Exercise prompt:
Keep only the lines of the data below that contain "format", and copy them.

Material supplied:

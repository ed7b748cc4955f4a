use crate::config::{BackendKind, FrontConfig};
use crate::error::{PkgError, Result};
use crate::system::has_executable;
use std::sync::Arc;

/// Command surface of one package tool family.
///
/// Every method returns the argument vector for `program()`; nothing here
/// runs anything. Query and transaction code decide how to run it.
///
/// - PacmanBackend: pacman(8) on Arch-family systems.
/// - PkgBackend: pkg(8), the pkgng tool on FreeBSD-family systems.
pub trait Backend: Send + Sync {
    fn name(&self) -> &'static str;
    fn program(&self) -> &'static str;
    fn is_available(&self) -> bool {
        has_executable(self.program())
    }

    fn sync_database(&self) -> Vec<String>;
    fn system_upgrade(&self) -> Vec<String>;
    fn install(&self, pkgs: &[String]) -> Vec<String>;
    fn remove(&self, pkgs: &[String]) -> Vec<String>;
    fn install_local(&self, paths: &[String]) -> Vec<String>;
    /// Full shell command line that trims the package cache.
    fn clean_cache(&self, keep: u32) -> String;

    /// With `use_comment_search` false the whole remote list is returned and
    /// callers filter by name.
    fn search(&self, term: &str, use_comment_search: bool) -> Vec<String>;
    fn unrequired(&self) -> Vec<String>;
    fn outdated(&self) -> Vec<String>;
    fn foreign(&self) -> Result<Vec<String>> {
        Err(PkgError::Unsupported("foreign packages".into(), self.name()))
    }
    fn dependencies(&self, pkg: &str) -> Vec<String>;
    fn package_list(&self, repo: Option<&str>) -> Vec<String>;
    /// Local info for installed/foreign packages, repository info otherwise.
    fn info(&self, pkg: &str, local: bool) -> Vec<String>;
    fn contents(&self, pkg: &str) -> Vec<String>;
    fn owner(&self, path: &str) -> Vec<String>;
    fn groups(&self) -> Result<Vec<String>> {
        Err(PkgError::Unsupported("package groups".into(), self.name()))
    }
    fn group_members(&self, _group: &str) -> Result<Vec<String>> {
        Err(PkgError::Unsupported("package groups".into(), self.name()))
    }
    fn installed(&self) -> Vec<String>;
    fn target_upgrade(&self, pkg: Option<&str>) -> Vec<String>;
    fn target_removal(&self, pkg: &str) -> Vec<String>;
}

fn args<const N: usize>(fixed: [&str; N], rest: &[String]) -> Vec<String> {
    fixed
        .iter()
        .map(|s| s.to_string())
        .chain(rest.iter().cloned())
        .collect()
}

#[derive(Debug, Default, Clone, Copy)]
pub struct PacmanBackend;

impl Backend for PacmanBackend {
    fn name(&self) -> &'static str {
        "pacman"
    }
    fn program(&self) -> &'static str {
        "pacman"
    }
    fn sync_database(&self) -> Vec<String> {
        args(["-Sy"], &[])
    }
    fn system_upgrade(&self) -> Vec<String> {
        args(["-Su", "--noconfirm"], &[])
    }
    fn install(&self, pkgs: &[String]) -> Vec<String> {
        args(["-S", "--noconfirm"], pkgs)
    }
    fn remove(&self, pkgs: &[String]) -> Vec<String> {
        args(["-R", "--noconfirm"], pkgs)
    }
    fn install_local(&self, paths: &[String]) -> Vec<String> {
        args(["-U", "--noconfirm"], paths)
    }
    fn clean_cache(&self, keep: u32) -> String {
        if has_executable("paccache") {
            format!("paccache -rk{}", keep)
        } else {
            "pacman -Sc --noconfirm".to_string()
        }
    }
    fn search(&self, term: &str, use_comment_search: bool) -> Vec<String> {
        if use_comment_search {
            args(["-Ss", term], &[])
        } else {
            args(["-Sl"], &[])
        }
    }
    fn unrequired(&self) -> Vec<String> {
        args(["-Qt"], &[])
    }
    fn outdated(&self) -> Vec<String> {
        args(["-Qu"], &[])
    }
    fn foreign(&self) -> Result<Vec<String>> {
        Ok(args(["-Qm"], &[]))
    }
    fn dependencies(&self, pkg: &str) -> Vec<String> {
        args(["-Sp", "--print-format", "%n", pkg], &[])
    }
    fn package_list(&self, repo: Option<&str>) -> Vec<String> {
        match repo {
            Some(repo) => args(["-Sl", repo], &[]),
            None => args(["-Sl"], &[]),
        }
    }
    fn info(&self, pkg: &str, local: bool) -> Vec<String> {
        args([if local { "-Qi" } else { "-Si" }, pkg], &[])
    }
    fn contents(&self, pkg: &str) -> Vec<String> {
        args(["-Ql", pkg], &[])
    }
    fn owner(&self, path: &str) -> Vec<String> {
        args(["-Qo", path], &[])
    }
    fn groups(&self) -> Result<Vec<String>> {
        Ok(args(["-Sg"], &[]))
    }
    fn group_members(&self, group: &str) -> Result<Vec<String>> {
        Ok(args(["-Sgq", group], &[]))
    }
    fn installed(&self) -> Vec<String> {
        args(["-Q"], &[])
    }
    fn target_upgrade(&self, pkg: Option<&str>) -> Vec<String> {
        match pkg {
            Some(pkg) => args(["-Sp", "--print-format", "%n %v %s", pkg], &[]),
            None => args(["-Spu", "--print-format", "%n %v %s"], &[]),
        }
    }
    fn target_removal(&self, pkg: &str) -> Vec<String> {
        args(["-Rpc", "--print-format", "%n %v", pkg], &[])
    }
}

#[derive(Debug, Default, Clone, Copy)]
pub struct PkgBackend;

impl Backend for PkgBackend {
    fn name(&self) -> &'static str {
        "pkg"
    }
    fn program(&self) -> &'static str {
        "pkg"
    }
    fn sync_database(&self) -> Vec<String> {
        args(["update"], &[])
    }
    fn system_upgrade(&self) -> Vec<String> {
        args(["upgrade", "-y"], &[])
    }
    fn install(&self, pkgs: &[String]) -> Vec<String> {
        args(["install", "-y"], pkgs)
    }
    fn remove(&self, pkgs: &[String]) -> Vec<String> {
        args(["remove", "-y"], pkgs)
    }
    fn install_local(&self, paths: &[String]) -> Vec<String> {
        args(["add"], paths)
    }
    fn clean_cache(&self, _keep: u32) -> String {
        "pkg clean -y".to_string()
    }
    fn search(&self, term: &str, use_comment_search: bool) -> Vec<String> {
        if use_comment_search {
            args(["search", "-S", "comment", term], &[])
        } else {
            args(["rquery", "-a", "%n %v"], &[])
        }
    }
    fn unrequired(&self) -> Vec<String> {
        args(["query", "-e", "%#r == 0", "%n %v"], &[])
    }
    fn outdated(&self) -> Vec<String> {
        args(["version", "-vRL", "="], &[])
    }
    fn dependencies(&self, pkg: &str) -> Vec<String> {
        args(["rquery", "%dn", pkg], &[])
    }
    fn package_list(&self, repo: Option<&str>) -> Vec<String> {
        match repo {
            Some(repo) => args(["rquery", "-r", repo, "-a", "%n %v"], &[]),
            None => args(["rquery", "-a", "%n %v"], &[]),
        }
    }
    fn info(&self, pkg: &str, local: bool) -> Vec<String> {
        if local {
            args(["info", pkg], &[])
        } else {
            args(["search", "-f", pkg], &[])
        }
    }
    fn contents(&self, pkg: &str) -> Vec<String> {
        args(["info", "-l", pkg], &[])
    }
    fn owner(&self, path: &str) -> Vec<String> {
        args(["which", "-q", path], &[])
    }
    fn installed(&self) -> Vec<String> {
        args(["query", "%n %v"], &[])
    }
    fn target_upgrade(&self, pkg: Option<&str>) -> Vec<String> {
        match pkg {
            Some(pkg) => args(["install", "-n", pkg], &[]),
            None => args(["upgrade", "-n"], &[]),
        }
    }
    fn target_removal(&self, pkg: &str) -> Vec<String> {
        args(["remove", "-n", pkg], &[])
    }
}

/// Pick the backend: config override first, then whichever tool is installed.
pub fn select(config: &FrontConfig) -> Result<Arc<dyn Backend>> {
    let backend: Arc<dyn Backend> = match config.backend {
        Some(BackendKind::Pacman) => Arc::new(PacmanBackend),
        Some(BackendKind::Pkg) => Arc::new(PkgBackend),
        None if PacmanBackend.is_available() => Arc::new(PacmanBackend),
        None if PkgBackend.is_available() => Arc::new(PkgBackend),
        None => {
            return Err(PkgError::Config(
                "neither pacman nor pkg found in PATH".to_string(),
            ));
        }
    };
    tracing::debug!(backend = backend.name(), "selected backend");
    Ok(backend)
}

pub const AUR_HELPERS: [&str; 5] = ["yay", "paru", "pacaur", "pikaur", "trizen"];

/// An installed AUR helper; only meaningful next to pacman.
#[derive(Debug, Clone, PartialEq, Eq)]
pub struct AurHelper {
    pub binary: String,
}

impl AurHelper {
    pub fn detect(preferred: Option<&str>) -> Option<Self> {
        preferred
            .into_iter()
            .chain(AUR_HELPERS)
            .find(|b| has_executable(b))
            .map(|b| AurHelper {
                binary: b.to_string(),
            })
    }

    pub fn search(&self, term: &str) -> Vec<String> {
        args(["-Ss", "--aur", term], &[])
    }
    pub fn outdated(&self) -> Vec<String> {
        args(["-Qu", "--aur"], &[])
    }
    pub fn info(&self, pkg: &str) -> Vec<String> {
        args(["-Si", "--aur", pkg], &[])
    }
    pub fn install(&self, pkgs: &[String]) -> Vec<String> {
        args(["-S", "--aur"], pkgs)
    }
}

Response area:
            format!("paccache -rk{}", keep)
        args(["-Sp", "--print-format", "%n", pkg], &[])
            Some(pkg) => args(["-Sp", "--print-format", "%n %v %s", pkg], &[]),
            None => args(["-Spu", "--print-format", "%n %v %s"], &[]),
        args(["-Rpc", "--print-format", "%n %v", pkg], &[])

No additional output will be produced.